■ **DESCRIPTION OF THE TASK**:
For every line in the data below, check for the word "shows", then state how many lines have it. Answer with the number only.

__________________________________________________

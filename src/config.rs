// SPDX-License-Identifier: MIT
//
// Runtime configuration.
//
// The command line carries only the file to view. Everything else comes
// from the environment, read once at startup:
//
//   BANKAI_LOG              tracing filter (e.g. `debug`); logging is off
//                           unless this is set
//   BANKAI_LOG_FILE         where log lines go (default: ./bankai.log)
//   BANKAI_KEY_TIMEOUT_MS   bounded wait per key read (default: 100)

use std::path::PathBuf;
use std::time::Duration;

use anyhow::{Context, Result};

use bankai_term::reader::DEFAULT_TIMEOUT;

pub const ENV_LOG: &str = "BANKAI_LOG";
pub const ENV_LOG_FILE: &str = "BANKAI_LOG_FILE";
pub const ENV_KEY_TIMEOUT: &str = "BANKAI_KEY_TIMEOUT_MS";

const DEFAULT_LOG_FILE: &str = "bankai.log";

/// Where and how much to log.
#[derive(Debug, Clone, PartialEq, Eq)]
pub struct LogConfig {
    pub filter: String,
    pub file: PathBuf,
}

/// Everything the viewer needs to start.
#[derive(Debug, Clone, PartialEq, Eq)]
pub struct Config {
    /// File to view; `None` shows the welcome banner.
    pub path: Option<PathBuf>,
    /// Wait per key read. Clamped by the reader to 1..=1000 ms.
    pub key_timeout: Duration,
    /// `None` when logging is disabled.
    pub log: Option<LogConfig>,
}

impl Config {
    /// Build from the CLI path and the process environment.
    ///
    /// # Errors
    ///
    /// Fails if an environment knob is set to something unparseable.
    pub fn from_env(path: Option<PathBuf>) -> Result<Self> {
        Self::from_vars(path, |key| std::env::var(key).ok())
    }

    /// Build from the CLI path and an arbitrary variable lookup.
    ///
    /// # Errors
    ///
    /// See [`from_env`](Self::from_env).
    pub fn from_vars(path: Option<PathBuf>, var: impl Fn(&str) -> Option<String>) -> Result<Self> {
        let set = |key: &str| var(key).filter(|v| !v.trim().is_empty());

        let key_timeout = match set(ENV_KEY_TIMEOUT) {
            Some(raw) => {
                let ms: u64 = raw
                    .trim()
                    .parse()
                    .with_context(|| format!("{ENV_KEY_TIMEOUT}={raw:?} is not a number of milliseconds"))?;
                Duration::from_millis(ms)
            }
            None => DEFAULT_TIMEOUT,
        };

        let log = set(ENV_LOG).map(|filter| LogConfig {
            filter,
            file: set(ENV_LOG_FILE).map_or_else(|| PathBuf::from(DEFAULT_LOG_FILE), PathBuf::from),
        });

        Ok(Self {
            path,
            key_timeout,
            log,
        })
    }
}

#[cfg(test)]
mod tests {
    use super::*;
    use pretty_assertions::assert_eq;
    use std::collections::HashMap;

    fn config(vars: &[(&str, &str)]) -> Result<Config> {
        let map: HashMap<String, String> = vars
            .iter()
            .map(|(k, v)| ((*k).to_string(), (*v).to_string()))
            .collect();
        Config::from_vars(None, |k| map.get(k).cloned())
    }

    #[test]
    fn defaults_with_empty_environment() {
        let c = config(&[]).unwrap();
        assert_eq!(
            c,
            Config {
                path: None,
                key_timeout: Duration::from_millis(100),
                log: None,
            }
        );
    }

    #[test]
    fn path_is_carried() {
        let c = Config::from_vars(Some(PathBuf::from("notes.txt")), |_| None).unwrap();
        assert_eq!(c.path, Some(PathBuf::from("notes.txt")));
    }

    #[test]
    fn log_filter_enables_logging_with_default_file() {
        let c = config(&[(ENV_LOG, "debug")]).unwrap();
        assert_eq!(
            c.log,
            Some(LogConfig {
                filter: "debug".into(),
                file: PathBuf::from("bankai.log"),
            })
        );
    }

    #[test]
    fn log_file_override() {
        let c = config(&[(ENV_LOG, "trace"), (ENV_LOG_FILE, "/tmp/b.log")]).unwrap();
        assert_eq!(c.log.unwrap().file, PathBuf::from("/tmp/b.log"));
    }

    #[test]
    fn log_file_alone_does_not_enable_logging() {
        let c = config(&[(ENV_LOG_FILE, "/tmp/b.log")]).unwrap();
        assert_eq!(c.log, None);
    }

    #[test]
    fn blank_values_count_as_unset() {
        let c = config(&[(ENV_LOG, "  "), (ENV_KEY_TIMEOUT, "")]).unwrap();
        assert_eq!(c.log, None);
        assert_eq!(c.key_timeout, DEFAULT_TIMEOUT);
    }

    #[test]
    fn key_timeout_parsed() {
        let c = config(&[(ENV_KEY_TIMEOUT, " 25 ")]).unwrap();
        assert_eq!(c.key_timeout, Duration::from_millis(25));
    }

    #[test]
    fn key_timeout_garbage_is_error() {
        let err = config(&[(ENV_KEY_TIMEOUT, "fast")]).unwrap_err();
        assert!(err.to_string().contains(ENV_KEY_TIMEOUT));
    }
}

__________________________________________________

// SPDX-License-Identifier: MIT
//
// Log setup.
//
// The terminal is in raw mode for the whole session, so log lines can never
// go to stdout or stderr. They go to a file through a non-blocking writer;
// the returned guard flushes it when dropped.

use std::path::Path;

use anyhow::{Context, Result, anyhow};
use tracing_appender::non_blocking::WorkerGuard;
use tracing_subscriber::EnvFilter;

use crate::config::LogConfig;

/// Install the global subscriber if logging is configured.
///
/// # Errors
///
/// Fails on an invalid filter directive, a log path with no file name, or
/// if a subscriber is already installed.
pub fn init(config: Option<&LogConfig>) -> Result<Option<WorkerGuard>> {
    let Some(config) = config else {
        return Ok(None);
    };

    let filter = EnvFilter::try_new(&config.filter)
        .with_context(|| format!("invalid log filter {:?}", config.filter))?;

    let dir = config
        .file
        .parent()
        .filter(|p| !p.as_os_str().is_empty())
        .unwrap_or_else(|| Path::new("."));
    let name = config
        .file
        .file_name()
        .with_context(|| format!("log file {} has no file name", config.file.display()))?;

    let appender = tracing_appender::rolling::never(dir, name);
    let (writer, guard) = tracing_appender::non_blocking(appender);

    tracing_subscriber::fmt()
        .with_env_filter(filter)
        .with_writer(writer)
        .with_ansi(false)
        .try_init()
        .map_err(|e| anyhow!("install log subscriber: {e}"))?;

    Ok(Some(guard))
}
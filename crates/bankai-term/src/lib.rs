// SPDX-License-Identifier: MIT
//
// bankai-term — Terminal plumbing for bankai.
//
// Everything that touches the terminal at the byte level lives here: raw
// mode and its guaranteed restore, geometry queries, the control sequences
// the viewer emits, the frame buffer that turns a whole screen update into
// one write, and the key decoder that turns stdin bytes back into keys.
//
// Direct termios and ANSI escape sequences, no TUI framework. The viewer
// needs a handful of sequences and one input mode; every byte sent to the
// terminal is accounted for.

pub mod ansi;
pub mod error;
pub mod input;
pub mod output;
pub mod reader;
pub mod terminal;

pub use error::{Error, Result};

__________________________________________________

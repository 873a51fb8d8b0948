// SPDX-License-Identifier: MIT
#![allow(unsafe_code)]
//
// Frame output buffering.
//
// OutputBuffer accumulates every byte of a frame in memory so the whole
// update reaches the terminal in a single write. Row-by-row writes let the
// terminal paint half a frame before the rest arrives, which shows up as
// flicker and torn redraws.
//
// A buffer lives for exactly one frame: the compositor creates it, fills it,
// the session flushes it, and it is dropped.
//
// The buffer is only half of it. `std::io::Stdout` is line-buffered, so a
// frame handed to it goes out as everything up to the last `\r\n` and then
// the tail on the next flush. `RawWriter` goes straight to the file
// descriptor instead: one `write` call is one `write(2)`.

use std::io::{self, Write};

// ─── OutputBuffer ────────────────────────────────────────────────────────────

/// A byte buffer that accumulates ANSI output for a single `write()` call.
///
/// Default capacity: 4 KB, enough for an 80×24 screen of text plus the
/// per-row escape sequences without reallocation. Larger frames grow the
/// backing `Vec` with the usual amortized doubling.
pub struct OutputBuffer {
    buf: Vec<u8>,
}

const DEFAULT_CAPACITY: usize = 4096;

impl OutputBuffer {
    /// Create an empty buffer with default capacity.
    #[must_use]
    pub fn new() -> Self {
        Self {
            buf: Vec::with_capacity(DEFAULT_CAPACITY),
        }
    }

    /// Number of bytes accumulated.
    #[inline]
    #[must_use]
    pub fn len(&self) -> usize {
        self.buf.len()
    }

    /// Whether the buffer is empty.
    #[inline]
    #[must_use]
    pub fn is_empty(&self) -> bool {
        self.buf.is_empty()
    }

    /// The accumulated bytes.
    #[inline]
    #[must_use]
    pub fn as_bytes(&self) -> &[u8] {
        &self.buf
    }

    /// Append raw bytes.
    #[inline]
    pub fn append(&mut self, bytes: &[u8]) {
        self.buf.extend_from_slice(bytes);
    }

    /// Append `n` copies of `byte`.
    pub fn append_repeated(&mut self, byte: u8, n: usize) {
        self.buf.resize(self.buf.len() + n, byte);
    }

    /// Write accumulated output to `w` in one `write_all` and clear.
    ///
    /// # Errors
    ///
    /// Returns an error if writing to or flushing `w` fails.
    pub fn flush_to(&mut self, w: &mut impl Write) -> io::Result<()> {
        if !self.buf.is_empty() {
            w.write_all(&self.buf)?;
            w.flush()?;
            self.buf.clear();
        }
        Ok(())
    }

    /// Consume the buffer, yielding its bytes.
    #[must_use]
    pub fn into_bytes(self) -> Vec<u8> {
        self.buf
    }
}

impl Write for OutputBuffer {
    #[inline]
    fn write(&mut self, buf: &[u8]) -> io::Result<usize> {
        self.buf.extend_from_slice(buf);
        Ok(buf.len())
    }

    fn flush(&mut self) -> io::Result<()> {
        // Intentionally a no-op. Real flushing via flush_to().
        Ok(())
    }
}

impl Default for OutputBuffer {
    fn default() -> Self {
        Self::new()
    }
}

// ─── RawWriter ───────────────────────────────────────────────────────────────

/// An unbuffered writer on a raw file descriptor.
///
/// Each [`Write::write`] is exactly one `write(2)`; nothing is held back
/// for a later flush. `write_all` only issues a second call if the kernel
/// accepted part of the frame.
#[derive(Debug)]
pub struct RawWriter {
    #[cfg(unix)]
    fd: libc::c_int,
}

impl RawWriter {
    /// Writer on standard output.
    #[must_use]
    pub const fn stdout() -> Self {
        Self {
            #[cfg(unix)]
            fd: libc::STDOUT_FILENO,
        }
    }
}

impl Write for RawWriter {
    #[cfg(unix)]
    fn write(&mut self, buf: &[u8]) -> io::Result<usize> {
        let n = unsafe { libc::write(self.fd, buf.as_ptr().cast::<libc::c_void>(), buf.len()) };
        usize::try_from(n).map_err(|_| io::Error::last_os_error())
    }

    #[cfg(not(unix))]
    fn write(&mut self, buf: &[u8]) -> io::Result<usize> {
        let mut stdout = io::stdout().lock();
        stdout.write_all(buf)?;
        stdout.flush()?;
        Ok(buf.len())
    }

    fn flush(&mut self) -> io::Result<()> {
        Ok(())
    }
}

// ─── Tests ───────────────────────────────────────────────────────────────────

__________________________________________________

■ **EXERCISE OUTPUT**:
2